Tijdens de Tweede Wereldoorlog werd vastgoed van gedeporteerde Joden onteigend en doorverkocht. Assen is één van de gemeenten die gaat onderzoeken of er belasting is geheven terwijl Joodse huiseigenaren niet naar of in hun eigen woning konden. Ook gaan de gemeenten kijken hoe is omgegaan met onteigende panden die ze zelf kochten. Behalve Assen onderzoeken onder meer Groningen, Leeuwarden en Zwolle hun rol.
14,6 miljoen euro
Amsterdam, Den Haag en Rotterdam hebben naar aanleiding van een eigen onderzoek in totaal 14,6 miljoen euro uitgekeerd aan individuen en Joodse organisaties. Volgens die onderzoeken zouden de gemeente een kille en zakelijke houding hebben gehad tegenover Joodse huiseigenaren die terugkwamen uit concentratiekampen of onderduikadressen na de oorlog.
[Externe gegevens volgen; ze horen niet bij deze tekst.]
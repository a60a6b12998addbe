use serde::Serialize;
use serde_json::Value;

/// Trait for getting the SSE event type name
pub trait EventType {
    fn event_type(&self) -> &'static str;
}

#[derive(Debug, Clone, Serialize)]
#[serde(tag = "type", content = "data")]
pub enum Event {
    // Catalog changes (broadcast)
    #[serde(rename = "event_created")]
    EventCreated { event: Value },
    #[serde(rename = "event_deleted")]
    EventDeleted { event_id: String },
    #[serde(rename = "inventory_changed")]
    InventoryChanged {
        event_id: String,
        remaining_tickets: i32,
    },

    // Account changes (user-scoped)
    #[serde(rename = "role_changed")]
    RoleChanged { role: String },
}

impl EventType for Event {
    fn event_type(&self) -> &'static str {
        match self {
            Event::EventCreated { .. } => "event_created",
            Event::EventDeleted { .. } => "event_deleted",
            Event::InventoryChanged { .. } => "inventory_changed",
            Event::RoleChanged { .. } => "role_changed",
        }
    }
}

#[derive(Debug, Clone)]
pub struct Message {
    pub event: Event,
    pub scope: MessageScope,
}

#[derive(Debug, Clone)]
pub enum MessageScope {
    /// Send to all connections for a specific user
    User { user_id: String },
    /// Send to all connected users
    Broadcast,
}
use crate::protect::{authorize, Predicate, UserIsAdmin, UserIsNotSelf, UserIsSelf};
use crate::{extractors::authenticated_user::AuthenticatedUser, AppState};
use axum::{
    extract::{Path, Request, State},
    middleware::Next,
    response::IntoResponse,
};
use domain::Id;

// checks:
// - the authenticated user is an administrator
pub(crate) async fn index(
    State(app_state): State<AppState>,
    AuthenticatedUser(user): AuthenticatedUser,
    request: Request,
    next: Next,
) -> impl IntoResponse {
    let checks = vec![Predicate::new(UserIsAdmin, vec![])];
    authorize(&app_state, user, request, next, checks).await
}

// checks:
// - the authenticated user is an administrator
// - they are not changing their own role
pub(crate) async fn update_role(
    State(app_state): State<AppState>,
    AuthenticatedUser(user): AuthenticatedUser,
    Path(user_id): Path<Id>,
    request: Request,
    next: Next,
) -> impl IntoResponse {
    let checks = vec![
        Predicate::new(UserIsAdmin, vec![]),
        Predicate::new(UserIsNotSelf, vec![user_id]),
    ];
    authorize(&app_state, user, request, next, checks).await
}

// checks:
// - the `user_id` matches the authenticated user's id
pub(crate) async fn own_dashboard(
    State(app_state): State<AppState>,
    AuthenticatedUser(user): AuthenticatedUser,
    Path(user_id): Path<Id>,
    request: Request,
    next: Next,
) -> impl IntoResponse {
    let checks = vec![Predicate::new(UserIsSelf, vec![user_id])];
    authorize(&app_state, user, request, next, checks).await
}
use sea_orm_migration::prelude::*;

#[async_std::main]
async fn main() {
    cli::run_cli(migration::Migrator).await;
}
//! # Start Controller
//!
//! The scheduler at the heart of the engine. Components register starters
//! in any order; the controller keeps them in a stable descending-priority
//! queue and, on [`StartController::start`], drains the queue one starter
//! at a time against a fresh [`SharedContext`], firing listeners as each
//! named starter completes.
//!
//! # Concurrency Model
//! Registration may happen from several wiring paths at once (and from
//! inside a running starter's action), so queue mutation sits behind one
//! mutex. The drain loop itself is strictly sequential: one starter runs
//! at a time, synchronously from the loop's point of view, so bootstrap
//! order is deterministic and debuggable. The lock is never held across
//! an `.await`.
//!
//! # One Run Per Controller
//! A controller performs exactly one bootstrap. A second call to
//! [`start`](StartController::start) fails with [`BootError::Consumed`];
//! running again requires constructing and re-registering a new
//! controller.

use std::collections::{HashMap, HashSet};
use std::sync::{Arc, Mutex, MutexGuard, PoisonError};

use tracing::{debug, error, info};

use crate::context::SharedContext;
use crate::error::{BootError, BoxError};
use crate::starter::Starter;

/// Callback fired with the shared context after a named starter
/// completes successfully.
pub type StartListener = Box<dyn FnMut(&mut SharedContext) -> Result<(), BoxError> + Send>;

struct State {
    /// Every name ever registered, including already-drained ones.
    /// Duplicate detection must outlive the queue entry.
    names: HashSet<String>,
    /// Pending starters, descending priority, stable for ties.
    queue: Vec<Box<dyn Starter>>,
    listeners: HashMap<String, Vec<StartListener>>,
    consumed: bool,
}

/// The bootstrap scheduler.
///
/// Cheap to clone: clones share one underlying queue, so a component can
/// hold a handle and register subordinate starters from inside its own
/// start action.
#[derive(Clone)]
pub struct StartController {
    state: Arc<Mutex<State>>,
}

impl Default for StartController {
    fn default() -> Self {
        Self::new()
    }
}

impl StartController {
    pub fn new() -> Self {
        Self {
            state: Arc::new(Mutex::new(State {
                names: HashSet::new(),
                queue: Vec::new(),
                listeners: HashMap::new(),
                consumed: false,
            })),
        }
    }

    fn state(&self) -> MutexGuard<'_, State> {
        self.state.lock().unwrap_or_else(PoisonError::into_inner)
    }

    /// Registers a starter.
    ///
    /// Starters may be registered before or during a run; a registration
    /// made from inside another starter's action is picked up by later
    /// drain iterations. Registering a second starter under an existing
    /// name is a fatal configuration error, even if the first one has
    /// already run.
    pub fn register(&self, starter: impl Starter + 'static) -> Result<(), BootError> {
        self.register_boxed(Box::new(starter))
    }

    pub fn register_boxed(&self, starter: Box<dyn Starter>) -> Result<(), BootError> {
        let name = starter.name().to_string();
        let priority = starter.priority();
        let mut state = self.state();

        if !state.names.insert(name.clone()) {
            error!(starter = %name, "duplicated starter registration");
            return Err(BootError::DuplicateStarter(name));
        }

        // Stable insertion: before the first strictly-lower entry, else at
        // the end. Equal priorities keep registration order.
        let pos = state
            .queue
            .iter()
            .position(|queued| priority > queued.priority())
            .unwrap_or(state.queue.len());
        state.queue.insert(pos, starter);

        debug!(starter = %name, priority, pending = state.queue.len(), "starter registered");
        Ok(())
    }

    /// Registers a listener for `starter_name`.
    ///
    /// Listeners fire in registration order, once, after that starter
    /// completes successfully. The listener may be registered before the
    /// starter itself exists; a listener for a name that never starts
    /// simply never fires.
    pub fn on_started<F>(&self, starter_name: &str, listener: F)
    where
        F: FnMut(&mut SharedContext) -> Result<(), BoxError> + Send + 'static,
    {
        self.state()
            .listeners
            .entry(starter_name.to_string())
            .or_default()
            .push(Box::new(listener));
    }

    /// Runs the bootstrap: drains the queue highest-priority-first and
    /// returns the populated context.
    ///
    /// The first failing starter or listener aborts the run; starters
    /// still in the queue never execute and nothing already completed is
    /// rolled back. The controller is consumed whether the run succeeds
    /// or fails.
    pub async fn start(&self) -> Result<SharedContext, BootError> {
        {
            let mut state = self.state();
            if state.consumed {
                return Err(BootError::Consumed);
            }
            state.consumed = true;
        }

        let mut ctx = SharedContext::new();

        // Re-read the queue each iteration: a starter's action may have
        // registered new starters behind our back.
        loop {
            let next = {
                let mut state = self.state();
                if state.queue.is_empty() {
                    None
                } else {
                    Some(state.queue.remove(0))
                }
            };
            let Some(mut starter) = next else {
                break;
            };
            self.run_one(starter.as_mut(), &mut ctx).await?;
        }

        info!(entries = ctx.len(), "bootstrap complete");
        Ok(ctx)
    }

    async fn run_one(
        &self,
        starter: &mut dyn Starter,
        ctx: &mut SharedContext,
    ) -> Result<(), BootError> {
        let name = starter.name().to_string();
        if starter.started() {
            error!(starter = %name, "starter ran twice");
            return Err(BootError::AlreadyStarted(name));
        }

        debug!(starter = %name, priority = starter.priority(), "starting");
        starter.start(ctx).await.map_err(|source| {
            error!(starter = %name, error = %source, "starter failed");
            BootError::Starter {
                name: name.clone(),
                source,
            }
        })?;
        starter.mark_started();
        info!(starter = %name, "starter started");

        // Take the listener set out so each fires at most once.
        let fired = self.state().listeners.remove(&name);
        if let Some(listeners) = fired {
            for mut listener in listeners {
                listener(ctx).map_err(|source| {
                    error!(starter = %name, error = %source, "listener failed");
                    BootError::Listener {
                        name: name.clone(),
                        source,
                    }
                })?;
            }
        }
        Ok(())
    }

    /// Names and priorities of the pending queue, front first. Intended
    /// for wiring-time diagnostics.
    pub fn pending(&self) -> Vec<(String, i32)> {
        self.state()
            .queue
            .iter()
            .map(|s| (s.name().to_string(), s.priority()))
            .collect()
    }
}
Zo moesten terugkerende Joden met terugwerkende kracht erfpacht en straatbelasting betalen over de periode dat hun huizen niet in hun bezit waren.
In de Tweede Wereldoorlog zijn zo'n 7.500 Joodse panden en stukken grond onteigend en doorverkocht. Op een digitale kaart van De Monitor en Pointer is informatie te vinden over die panden en grond. In Drenthe gaat het om 262 registraties, waarvan de meeste in Assen (70), Meppel (44), Emmen (39) en Coevorden (37).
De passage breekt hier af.